== Segment start ==
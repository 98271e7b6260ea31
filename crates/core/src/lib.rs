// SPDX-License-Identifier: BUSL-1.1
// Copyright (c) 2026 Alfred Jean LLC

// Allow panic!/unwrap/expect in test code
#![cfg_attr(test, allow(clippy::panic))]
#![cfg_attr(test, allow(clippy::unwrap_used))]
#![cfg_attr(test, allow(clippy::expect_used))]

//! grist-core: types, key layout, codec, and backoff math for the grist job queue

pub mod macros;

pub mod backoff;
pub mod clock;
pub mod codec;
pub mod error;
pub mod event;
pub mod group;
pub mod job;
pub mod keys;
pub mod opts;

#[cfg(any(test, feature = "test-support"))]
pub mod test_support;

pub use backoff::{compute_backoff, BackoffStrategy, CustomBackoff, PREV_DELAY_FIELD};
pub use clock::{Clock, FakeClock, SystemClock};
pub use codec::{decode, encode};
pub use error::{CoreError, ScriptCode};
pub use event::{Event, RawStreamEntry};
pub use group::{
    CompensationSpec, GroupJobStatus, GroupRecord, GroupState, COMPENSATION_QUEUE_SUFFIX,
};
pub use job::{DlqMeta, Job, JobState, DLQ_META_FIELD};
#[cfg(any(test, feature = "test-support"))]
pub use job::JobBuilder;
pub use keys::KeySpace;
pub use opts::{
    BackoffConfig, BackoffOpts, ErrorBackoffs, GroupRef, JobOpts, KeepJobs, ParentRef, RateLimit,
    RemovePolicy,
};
== Segment end ==
== Segment start ==
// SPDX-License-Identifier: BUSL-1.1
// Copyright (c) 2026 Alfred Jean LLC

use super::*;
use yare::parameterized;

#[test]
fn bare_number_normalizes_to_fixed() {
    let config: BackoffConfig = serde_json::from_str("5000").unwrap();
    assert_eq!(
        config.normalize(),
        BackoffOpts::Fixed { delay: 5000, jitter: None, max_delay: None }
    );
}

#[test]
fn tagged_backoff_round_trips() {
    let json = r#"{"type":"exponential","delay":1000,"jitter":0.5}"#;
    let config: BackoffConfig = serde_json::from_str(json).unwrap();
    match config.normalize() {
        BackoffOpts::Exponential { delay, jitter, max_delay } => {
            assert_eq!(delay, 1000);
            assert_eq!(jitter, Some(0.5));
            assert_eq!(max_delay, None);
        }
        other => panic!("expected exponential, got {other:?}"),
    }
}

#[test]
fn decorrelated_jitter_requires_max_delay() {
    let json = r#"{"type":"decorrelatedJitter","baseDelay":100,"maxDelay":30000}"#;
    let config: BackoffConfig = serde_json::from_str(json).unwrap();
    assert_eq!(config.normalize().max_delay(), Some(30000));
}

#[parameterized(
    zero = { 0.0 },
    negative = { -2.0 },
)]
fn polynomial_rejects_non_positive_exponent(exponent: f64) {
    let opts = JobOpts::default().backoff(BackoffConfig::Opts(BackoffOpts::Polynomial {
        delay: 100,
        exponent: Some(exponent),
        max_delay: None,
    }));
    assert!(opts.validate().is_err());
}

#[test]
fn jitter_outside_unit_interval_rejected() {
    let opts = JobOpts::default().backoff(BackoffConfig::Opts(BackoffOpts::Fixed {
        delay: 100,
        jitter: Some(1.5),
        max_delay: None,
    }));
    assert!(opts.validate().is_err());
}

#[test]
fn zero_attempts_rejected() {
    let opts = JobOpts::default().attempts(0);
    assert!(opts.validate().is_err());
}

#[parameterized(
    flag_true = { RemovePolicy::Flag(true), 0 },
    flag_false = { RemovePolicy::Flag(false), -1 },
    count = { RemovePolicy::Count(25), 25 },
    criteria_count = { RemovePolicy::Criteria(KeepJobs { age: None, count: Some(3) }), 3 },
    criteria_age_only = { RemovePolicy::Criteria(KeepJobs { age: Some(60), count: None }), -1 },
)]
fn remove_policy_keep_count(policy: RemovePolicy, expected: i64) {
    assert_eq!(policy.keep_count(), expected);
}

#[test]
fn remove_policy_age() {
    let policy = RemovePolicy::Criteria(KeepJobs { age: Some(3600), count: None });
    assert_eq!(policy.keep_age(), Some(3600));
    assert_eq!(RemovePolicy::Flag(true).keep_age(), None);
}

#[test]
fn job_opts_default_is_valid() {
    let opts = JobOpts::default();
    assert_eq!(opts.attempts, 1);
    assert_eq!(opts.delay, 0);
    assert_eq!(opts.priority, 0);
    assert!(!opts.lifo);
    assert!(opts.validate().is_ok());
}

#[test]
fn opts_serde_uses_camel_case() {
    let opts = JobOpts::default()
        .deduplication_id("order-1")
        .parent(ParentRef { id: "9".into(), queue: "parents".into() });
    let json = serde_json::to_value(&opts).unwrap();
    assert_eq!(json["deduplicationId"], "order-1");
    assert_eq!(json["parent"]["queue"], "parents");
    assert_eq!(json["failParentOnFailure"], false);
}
== Segment end ==
== Segment start ==
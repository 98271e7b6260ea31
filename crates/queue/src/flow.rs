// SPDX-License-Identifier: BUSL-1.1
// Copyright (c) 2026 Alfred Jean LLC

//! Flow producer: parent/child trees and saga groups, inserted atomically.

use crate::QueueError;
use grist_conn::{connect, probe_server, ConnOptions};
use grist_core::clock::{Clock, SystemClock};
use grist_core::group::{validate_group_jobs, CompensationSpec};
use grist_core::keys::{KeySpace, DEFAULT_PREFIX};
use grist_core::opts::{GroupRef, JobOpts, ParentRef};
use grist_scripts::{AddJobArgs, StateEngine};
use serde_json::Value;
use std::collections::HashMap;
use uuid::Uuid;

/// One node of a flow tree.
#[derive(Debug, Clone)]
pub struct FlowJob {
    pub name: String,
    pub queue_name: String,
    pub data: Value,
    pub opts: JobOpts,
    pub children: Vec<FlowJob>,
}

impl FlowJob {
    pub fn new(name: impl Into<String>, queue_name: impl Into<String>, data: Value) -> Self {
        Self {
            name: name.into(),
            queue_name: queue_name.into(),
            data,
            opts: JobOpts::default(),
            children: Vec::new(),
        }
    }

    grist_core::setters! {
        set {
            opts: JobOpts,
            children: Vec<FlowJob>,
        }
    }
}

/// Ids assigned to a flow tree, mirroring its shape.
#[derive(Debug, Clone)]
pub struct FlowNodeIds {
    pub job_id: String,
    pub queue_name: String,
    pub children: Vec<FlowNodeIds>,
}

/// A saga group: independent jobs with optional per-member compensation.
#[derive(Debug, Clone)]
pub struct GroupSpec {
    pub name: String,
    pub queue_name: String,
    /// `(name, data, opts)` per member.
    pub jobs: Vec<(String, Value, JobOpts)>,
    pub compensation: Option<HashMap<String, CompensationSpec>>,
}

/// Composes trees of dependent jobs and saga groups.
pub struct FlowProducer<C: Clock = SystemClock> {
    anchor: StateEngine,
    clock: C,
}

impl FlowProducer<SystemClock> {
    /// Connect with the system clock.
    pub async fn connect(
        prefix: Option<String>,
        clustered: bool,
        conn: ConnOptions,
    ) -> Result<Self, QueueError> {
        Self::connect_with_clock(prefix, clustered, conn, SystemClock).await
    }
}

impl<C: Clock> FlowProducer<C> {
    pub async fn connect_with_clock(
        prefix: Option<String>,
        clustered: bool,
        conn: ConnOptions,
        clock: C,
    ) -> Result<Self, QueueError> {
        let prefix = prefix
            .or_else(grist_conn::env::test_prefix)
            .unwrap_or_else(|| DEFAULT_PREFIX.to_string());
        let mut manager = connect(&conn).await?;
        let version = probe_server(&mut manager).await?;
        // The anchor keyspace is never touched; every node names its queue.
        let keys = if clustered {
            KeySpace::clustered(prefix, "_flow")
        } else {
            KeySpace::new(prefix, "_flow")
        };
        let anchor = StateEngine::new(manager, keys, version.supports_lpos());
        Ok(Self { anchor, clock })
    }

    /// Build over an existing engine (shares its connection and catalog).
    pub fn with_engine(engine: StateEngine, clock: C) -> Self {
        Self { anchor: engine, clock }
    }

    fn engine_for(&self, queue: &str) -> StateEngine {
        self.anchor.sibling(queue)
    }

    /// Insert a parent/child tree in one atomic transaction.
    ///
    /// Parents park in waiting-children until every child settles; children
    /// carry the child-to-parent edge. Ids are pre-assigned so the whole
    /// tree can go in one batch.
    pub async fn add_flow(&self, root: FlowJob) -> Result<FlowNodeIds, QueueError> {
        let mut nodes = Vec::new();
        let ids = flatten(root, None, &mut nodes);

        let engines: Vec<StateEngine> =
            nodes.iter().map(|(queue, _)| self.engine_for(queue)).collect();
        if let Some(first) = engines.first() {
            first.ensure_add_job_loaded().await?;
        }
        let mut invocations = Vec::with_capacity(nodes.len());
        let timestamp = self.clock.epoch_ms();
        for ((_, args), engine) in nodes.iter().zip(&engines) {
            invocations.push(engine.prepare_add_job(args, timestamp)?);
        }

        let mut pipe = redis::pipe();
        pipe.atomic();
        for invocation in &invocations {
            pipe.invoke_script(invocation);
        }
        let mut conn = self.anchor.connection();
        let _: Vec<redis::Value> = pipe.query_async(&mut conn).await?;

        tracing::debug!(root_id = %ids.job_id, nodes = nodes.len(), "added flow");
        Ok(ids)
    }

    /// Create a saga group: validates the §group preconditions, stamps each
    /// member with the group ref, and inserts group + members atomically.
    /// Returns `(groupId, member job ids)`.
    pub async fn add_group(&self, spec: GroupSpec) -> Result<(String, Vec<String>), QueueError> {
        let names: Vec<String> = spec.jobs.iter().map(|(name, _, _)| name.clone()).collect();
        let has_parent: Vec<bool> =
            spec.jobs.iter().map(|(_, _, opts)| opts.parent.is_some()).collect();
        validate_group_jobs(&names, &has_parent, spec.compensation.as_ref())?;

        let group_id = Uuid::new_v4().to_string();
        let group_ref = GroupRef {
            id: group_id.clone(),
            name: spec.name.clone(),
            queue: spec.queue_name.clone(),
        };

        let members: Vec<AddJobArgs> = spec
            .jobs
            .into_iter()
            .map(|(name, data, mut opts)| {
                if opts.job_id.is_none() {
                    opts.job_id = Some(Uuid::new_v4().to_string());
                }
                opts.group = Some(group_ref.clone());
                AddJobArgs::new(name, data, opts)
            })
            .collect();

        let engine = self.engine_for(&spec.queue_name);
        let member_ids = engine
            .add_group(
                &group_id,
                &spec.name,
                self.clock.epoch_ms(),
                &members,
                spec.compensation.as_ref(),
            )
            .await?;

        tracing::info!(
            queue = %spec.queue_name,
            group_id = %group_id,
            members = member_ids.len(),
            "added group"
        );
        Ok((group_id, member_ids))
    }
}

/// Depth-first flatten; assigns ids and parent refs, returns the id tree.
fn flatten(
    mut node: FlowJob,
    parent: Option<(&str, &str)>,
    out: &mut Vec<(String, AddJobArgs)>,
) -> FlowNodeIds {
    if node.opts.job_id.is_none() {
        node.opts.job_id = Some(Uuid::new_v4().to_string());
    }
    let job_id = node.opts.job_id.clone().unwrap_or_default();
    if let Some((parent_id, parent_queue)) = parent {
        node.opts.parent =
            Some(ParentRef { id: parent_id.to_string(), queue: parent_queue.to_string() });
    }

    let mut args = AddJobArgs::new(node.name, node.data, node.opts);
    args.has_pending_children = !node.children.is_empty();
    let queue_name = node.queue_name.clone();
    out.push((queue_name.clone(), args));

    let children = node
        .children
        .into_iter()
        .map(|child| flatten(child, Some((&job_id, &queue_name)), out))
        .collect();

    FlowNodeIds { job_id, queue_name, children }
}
== Segment end ==
Problem requirements: An exact, complete copy of the lines above from the one with "let _: Vec<redis::Value>" through the one with "data, mut opts)|" is the whole answer.

Your response:
        let _: Vec<redis::Value> = pipe.query_async(&mut conn).await?;

        tracing::debug!(root_id = %ids.job_id, nodes = nodes.len(), "added flow");
        Ok(ids)
    }

    /// Create a saga group: validates the §group preconditions, stamps each
    /// member with the group ref, and inserts group + members atomically.
    /// Returns `(groupId, member job ids)`.
    pub async fn add_group(&self, spec: GroupSpec) -> Result<(String, Vec<String>), QueueError> {
        let names: Vec<String> = spec.jobs.iter().map(|(name, _, _)| name.clone()).collect();
        let has_parent: Vec<bool> =
            spec.jobs.iter().map(|(_, _, opts)| opts.parent.is_some()).collect();
        validate_group_jobs(&names, &has_parent, spec.compensation.as_ref())?;

        let group_id = Uuid::new_v4().to_string();
        let group_ref = GroupRef {
            id: group_id.clone(),
            name: spec.name.clone(),
            queue: spec.queue_name.clone(),
        };

        let members: Vec<AddJobArgs> = spec
            .jobs
            .into_iter()
            .map(|(name, data, mut opts)| {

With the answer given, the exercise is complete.